Sunday, December 13, 2009

Are you there?

Part of a conversation with a dear friend.


are you there?

The image of a girl listening to a seashell just came to me out of nowhere and the mood and atmosphere struck so clear that I had to draw it. Watching all 25 episodes of Soukyuu no Fafner in one sitting gave me the inspiration for the title, "are you there?" (anata wa soko ni imasu ka?) which is a recurring question throughout the series. The anime explores concepts like existence, choices and nothingness and although I'm not crazy about the art, the story was good and I really enjoy thought-provoking themes.

This piece isn't popular on deviantART, but I'm very proud of it. :)

Tools:
2B Pencil, Photoshop CS3, Wacom Graphire4

Typeface:
Peach Sundress by the incredibly young (19!), talented and generous Teagan White

Process:



I was invited as a guest artist to paint something for this year's Comic Fiesta 100 Days Countdown!


CF 2009 - Linedanser Coffy

This is Coffy, one of the event's mascot. (I took some liberties- her ears? I ate them.) You can read about Coffy and Tea here: [link]

I'll be having a table at Comic Fiesta this year, and I'm really excited because it's my first time ever! I'm busy making some last minute preparations now and I want to kill myself for not starting earlier.

Tools:
Photoshop CS3, Wacom Graphire4

Process:


The entire painting process looks so easy in the GIF! Gah. I swear, I spent almost an entire 24 hours just getting those fucking comic sheets right.
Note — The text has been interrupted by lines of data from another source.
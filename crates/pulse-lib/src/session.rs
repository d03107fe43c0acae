//! One live ECG session: the buffer, the respiration cache and the
//! recompute that turns them into a [`Snapshot`].

use crate::{
    config::SessionConfig,
    detectors::detect_peaks,
    error::{EcgError, EcgResult},
    metrics::{hrv_time, sdnn, HrvTime},
    respiration::{estimate_rate, extract_respiration, RateEstimate, RespirationCache},
    signal::{EcgBuffer, EcgSample, PeakSet, RRSeries},
};
use log::{debug, trace};
use serde::{Deserialize, Serialize};

/// Result of one recompute over the newest analysis window.
///
/// Peak indices are relative to `window_offset`. Every metric is `None`
/// when it could not be computed this cycle.
#[derive(Debug, Clone, Default, PartialEq, Serialize, Deserialize)]
pub struct Snapshot {
    pub window_offset: u64,
    pub window_len: usize,
    #[serde(flatten)]
    pub peaks: PeakSet,
    /// SDNN (ms)
    pub hrv: Option<f64>,
    pub hrv_time: Option<HrvTime>,
    pub heart_rate_bpm: Option<f64>,
    /// Reconstructed respiration over the window; empty when unavailable.
    pub respiration_signal: Vec<f64>,
    /// Breaths per minute
    pub respiratory_rate: Option<f64>,
    pub rate_estimate: Option<RateEstimate>,
    pub respiration_cache_len: usize,
}

/// The last `len` buffered samples with peaks re-indexed into them.
#[derive(Debug, Clone, Default, PartialEq, Serialize, Deserialize)]
pub struct WindowView {
    pub offset: u64,
    pub samples: Vec<EcgSample>,
    pub peaks: PeakSet,
}

#[derive(Debug, Clone, PartialEq, Serialize, Deserialize)]
pub struct SessionSummary {
    pub samples_received: u64,
    pub samples_rejected: u64,
    pub duration_s: f64,
    pub heart_rate_bpm: Option<f64>,
    pub hrv_sdnn_ms: Option<f64>,
    pub respiratory_rate: Option<f64>,
}

/// All per-connection state. Created on connect, dropped on disconnect.
#[derive(Debug, Clone)]
pub struct EcgSession {
    config: SessionConfig,
    buffer: EcgBuffer,
    respiration: RespirationCache,
    /// Absolute ECG index one past the last sample appended to `respiration`.
    resp_cursor: Option<u64>,
    first_timestamp_ms: Option<i64>,
}

impl EcgSession {
    pub fn new(config: SessionConfig) -> EcgResult<Self> {
        config.validate()?;
        Ok(Self {
            buffer: EcgBuffer::new(config.buffer_retention),
            respiration: RespirationCache::new(config.respiration.cache_capacity),
            resp_cursor: None,
            first_timestamp_ms: None,
            config,
        })
    }

    pub fn config(&self) -> &SessionConfig {
        &self.config
    }

    pub fn buffer(&self) -> &EcgBuffer {
        &self.buffer
    }

    pub fn respiration_cache(&self) -> &RespirationCache {
        &self.respiration
    }

    /// Append a batch from the sensor and recompute.
    pub fn push_samples(&mut self, batch: &[EcgSample]) -> Snapshot {
        let accepted = self.buffer.extend(batch);
        if self.first_timestamp_ms.is_none() && accepted > 0 {
            self.first_timestamp_ms = batch.first().map(|s| s.timestamp_ms);
        }
        trace!(
            "accepted {}/{} samples, buffer {}",
            accepted,
            batch.len(),
            self.buffer.len()
        );
        self.recompute()
    }

    /// Derive peaks and metrics from the newest window.
    ///
    /// Running this again without new samples yields the same snapshot and
    /// leaves the respiration cache untouched.
    pub fn recompute(&mut self) -> Snapshot {
        let fs = self.config.sampling_rate_hz;
        let window = self.buffer.window(self.config.analysis_window);
        let peaks = detect_peaks(&window.samples, fs, &self.config.detector);

        let rr = RRSeries::from_peaks(&peaks.r_peaks, &window.samples);
        let hrv = available("HRV", sdnn(&rr, &self.config.hrv));
        let hrv_time = available("HRV summary", hrv_time(&rr, &self.config.hrv));

        let values = window.values();
        let respiration_signal = match extract_respiration(&values, &peaks) {
            Ok(wave) => {
                let end = window.offset + wave.last_anchor as u64 + 1;
                let start = self.resp_cursor.unwrap_or(window.offset).max(window.offset);
                if end > start {
                    let from = (start - window.offset) as usize;
                    let to = (end - window.offset) as usize;
                    self.respiration.extend(&wave.samples[from..to]);
                    self.resp_cursor = Some(end);
                    trace!("respiration cache +{} -> {}", to - from, self.respiration.len());
                }
                wave.samples
            }
            Err(err) => {
                debug!("respiration signal unavailable: {}", err.into_availability());
                Vec::new()
            }
        };

        let rate_estimate = available(
            "respiratory rate",
            estimate_rate(&self.respiration, fs, &self.config.respiration),
        );

        Snapshot {
            window_offset: window.offset,
            window_len: window.len(),
            heart_rate_bpm: hrv_time.map(|h| h.heart_rate_bpm()),
            hrv,
            hrv_time,
            respiration_signal,
            respiratory_rate: rate_estimate.as_ref().map(|r| r.breaths_per_min),
            rate_estimate,
            respiration_cache_len: self.respiration.len(),
            peaks,
        }
    }

    /// Chart view of the last `len` samples with the snapshot's peaks in it.
    pub fn view(&self, snapshot: &Snapshot, len: usize) -> WindowView {
        let window = self.buffer.window(len);
        let delta = snapshot.window_offset as i64 - window.offset as i64;
        WindowView {
            peaks: snapshot.peaks.reindex(delta, window.len()),
            offset: window.offset,
            samples: window.samples,
        }
    }

    /// [`view`](Self::view) with the configured `view_len`.
    pub fn chart_view(&self, snapshot: &Snapshot) -> WindowView {
        self.view(snapshot, self.config.view_len)
    }

    pub fn summary(&self, snapshot: &Snapshot) -> SessionSummary {
        let duration_s = match (self.first_timestamp_ms, self.buffer.last()) {
            (Some(first), Some(last)) => (last.timestamp_ms - first) as f64 / 1000.0,
            _ => 0.0,
        };
        SessionSummary {
            samples_received: self.buffer.end_offset(),
            samples_rejected: self.buffer.rejected(),
            duration_s,
            heart_rate_bpm: snapshot.heart_rate_bpm,
            hrv_sdnn_ms: snapshot.hrv,
            respiratory_rate: snapshot.respiratory_rate,
        }
    }

    /// Forget all samples and derived state, keeping the configuration.
    pub fn reset(&mut self) {
        self.buffer = EcgBuffer::new(self.config.buffer_retention);
        self.respiration.clear();
        self.resp_cursor = None;
        self.first_timestamp_ms = None;
    }
}

fn available<T>(what: &str, result: Result<T, EcgError>) -> Option<T> {
    match result {
        Ok(value) => Some(value),
        Err(err) => {
            debug!("{} unavailable: {}", what, err.into_availability());
            None
        }
    }
}

#[cfg(test)]
mod tests {
    use super::*;
    use crate::detectors::ecg::tests::synthetic_ecg;

    fn session() -> EcgSession {
        EcgSession::new(SessionConfig::default()).unwrap()
    }

    fn stream(session: &mut EcgSession, ecg: &[EcgSample], batch: usize) -> Vec<Snapshot> {
        ecg.chunks(batch).map(|c| session.push_samples(c)).collect()
    }

    #[test]
    fn recovers_heart_and_breathing_rate() {
        let fs = 250.0;
        // 72 bpm, breathing at 0.25 Hz.
        let ecg = synthetic_ecg(fs, &vec![60.0 / 72.0; 72], Some((0.25, 0.2)));
        let mut s = session();
        let snapshots = stream(&mut s, &ecg, 250);
        let last = snapshots.last().unwrap();

        let hr = last.heart_rate_bpm.unwrap();
        assert!((hr - 72.0).abs() < 1.0, "heart rate {hr}");
        assert!(last.hrv.unwrap() < 5.0);
        let rate = last.respiratory_rate.unwrap();
        assert!((rate - 15.0).abs() <= 3.0, "respiratory rate {rate}");
        assert!(snapshots
            .iter()
            .all(|snap| snap.respiration_cache_len <= 5000));
        assert!(snapshots
            .iter()
            .filter_map(|snap| snap.respiratory_rate)
            .all(|r| (5.0..=50.0).contains(&r)));
    }

    #[test]
    fn recompute_is_idempotent() {
        let fs = 250.0;
        let ecg = synthetic_ecg(fs, &vec![0.8; 30], Some((0.25, 0.2)));
        let mut s = session();
        let first = stream(&mut s, &ecg, 500).pop().unwrap();
        let cache_len = s.respiration_cache().len();
        let second = s.recompute();
        assert_eq!(first, second);
        assert_eq!(s.respiration_cache().len(), cache_len);
    }

    #[test]
    fn peaks_stay_inside_window() {
        let fs = 250.0;
        let ecg = synthetic_ecg(fs, &vec![0.9; 40], None);
        let mut s = session();
        for snap in stream(&mut s, &ecg, 333) {
            assert!(snap.window_len <= 5000);
            assert!(snap.peaks.r_peaks.iter().all(|&r| r < snap.window_len));
            for (r, s) in snap.peaks.pairs() {
                assert!(s > r && s < snap.window_len);
            }
        }
    }

    #[test]
    fn too_few_beats_leaves_metrics_unavailable() {
        let fs = 250.0;
        let ecg = synthetic_ecg(fs, &[], None);
        let mut s = session();
        let snap = s.push_samples(&ecg);
        assert!(snap.peaks.r_peaks.len() <= 1);
        assert_eq!(snap.hrv, None);
        assert_eq!(snap.heart_rate_bpm, None);
        assert!(snap.respiration_signal.is_empty());
        assert_eq!(snap.respiratory_rate, None);

        let tiny = s.push_samples(&[]);
        assert_eq!(tiny.respiration_cache_len, 0);
    }

    #[test]
    fn view_reindexes_peaks() {
        let fs = 250.0;
        let ecg = synthetic_ecg(fs, &vec![0.8; 10], None);
        let mut s = session();
        let snap = s.push_samples(&ecg);
        let view = s.view(&snap, 1000);
        assert_eq!(view.samples.len(), 1000);
        assert_eq!(view.offset, (ecg.len() - 1000) as u64);
        let shift = view.offset - snap.window_offset;
        for &r in &view.peaks.r_peaks {
            assert!(snap.peaks.r_peaks.contains(&(r + shift as usize)));
        }
        assert!(!view.peaks.r_peaks.is_empty());
    }

    #[test]
    fn chart_view_uses_configured_length() {
        let fs = 250.0;
        let ecg = synthetic_ecg(fs, &vec![0.8; 10], None);
        let mut s = EcgSession::new(SessionConfig {
            view_len: 600,
            ..SessionConfig::default()
        })
        .unwrap();
        let snap = s.push_samples(&ecg);
        let view = s.chart_view(&snap);
        assert_eq!(view.samples.len(), 600);
        assert_eq!(view, s.view(&snap, 600));
    }

    #[test]
    fn summary_and_reset() {
        let fs = 250.0;
        let ecg = synthetic_ecg(fs, &vec![0.8; 20], None);
        let mut s = session();
        let snap = stream(&mut s, &ecg, 250).pop().unwrap();
        let summary = s.summary(&snap);
        assert_eq!(summary.samples_received, ecg.len() as u64);
        assert_eq!(summary.samples_rejected, 0);
        let expected = (ecg.last().unwrap().timestamp_ms - ecg[0].timestamp_ms) as f64 / 1000.0;
        assert!((summary.duration_s - expected).abs() < 1e-9);
        assert!((summary.heart_rate_bpm.unwrap() - 75.0).abs() < 1.0);

        s.reset();
        assert!(s.buffer().is_empty());
        assert!(s.respiration_cache().is_empty());
        assert_eq!(s.summary(&Snapshot::default()).duration_s, 0.0);
    }

    #[test]
    fn snapshot_serialises_flat_peak_lists() {
        let snap = Snapshot {
            peaks: PeakSet {
                r_peaks: vec![10],
                s_peaks: vec![20],
            },
            ..Snapshot::default()
        };
        let json = serde_json::to_value(&snap).unwrap();
        assert_eq!(json["r_peaks"][0], 10);
        assert_eq!(json["s_peaks"][0], 20);
        assert!(json["hrv"].is_null());
    }

    #[test]
    fn rejects_invalid_config() {
        let cfg = SessionConfig {
            sampling_rate_hz: 0.0,
            ..SessionConfig::default()
        };
        assert!(matches!(
            EcgSession::new(cfg),
            Err(EcgError::InvalidConfig(_))
        ));
    }

    fn assert_send<T: Send>() {}

    #[test]
    fn session_is_send() {
        assert_send::<EcgSession>();
    }
}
Sunday, September 20, 2009

Uncomfortable Silences

It's 5.25am.

I don't know what I'm doing or feeling. Today (or yesterday) was actually a pretty good day. I met up with a bunch of people at Borders to sketch, and had a lot of fun talking to a friend from Belgium about our backgrounds and how we feel about being in a foreign country... and then we went to a place that made good burritos for dinner.

I'm not sure what happened, but I walked home feeling really sad. I didn't understand it at all. My wonderful roommates made me feel better for a while. And we talked about how Darren Hayes' "So Beautiful" made us feel. And I guess we all feel a little lonely inside because we decided in the end that it made us feel almost... envious. And happy and warm. But envious. I suddenly wanted someone to sing the song to.

Anyway. That wasn't really part of what I came on to write, I think.

I feel like I've never let anyone see me for who I truly am and I hate how it's so hard and how I just don't understand why I can't or don't. I wish words didn't exist so that there's no such thing as uncomfortable silences between people. I wish we didn't have to laugh and talk all the time to show that we like each other. I wish that language didn't exist because I think there's too huge a difference between how we really feel and what we say to express how we feel. I think a lot is lost in that transition.

My eyes hurt now. I feel stupid and lost and confused and it's too quiet. I think need an hour-long hug and I really want to go to the beach right now. I went with some friends on Friday and totally fell in love with the way it sounded and smelled.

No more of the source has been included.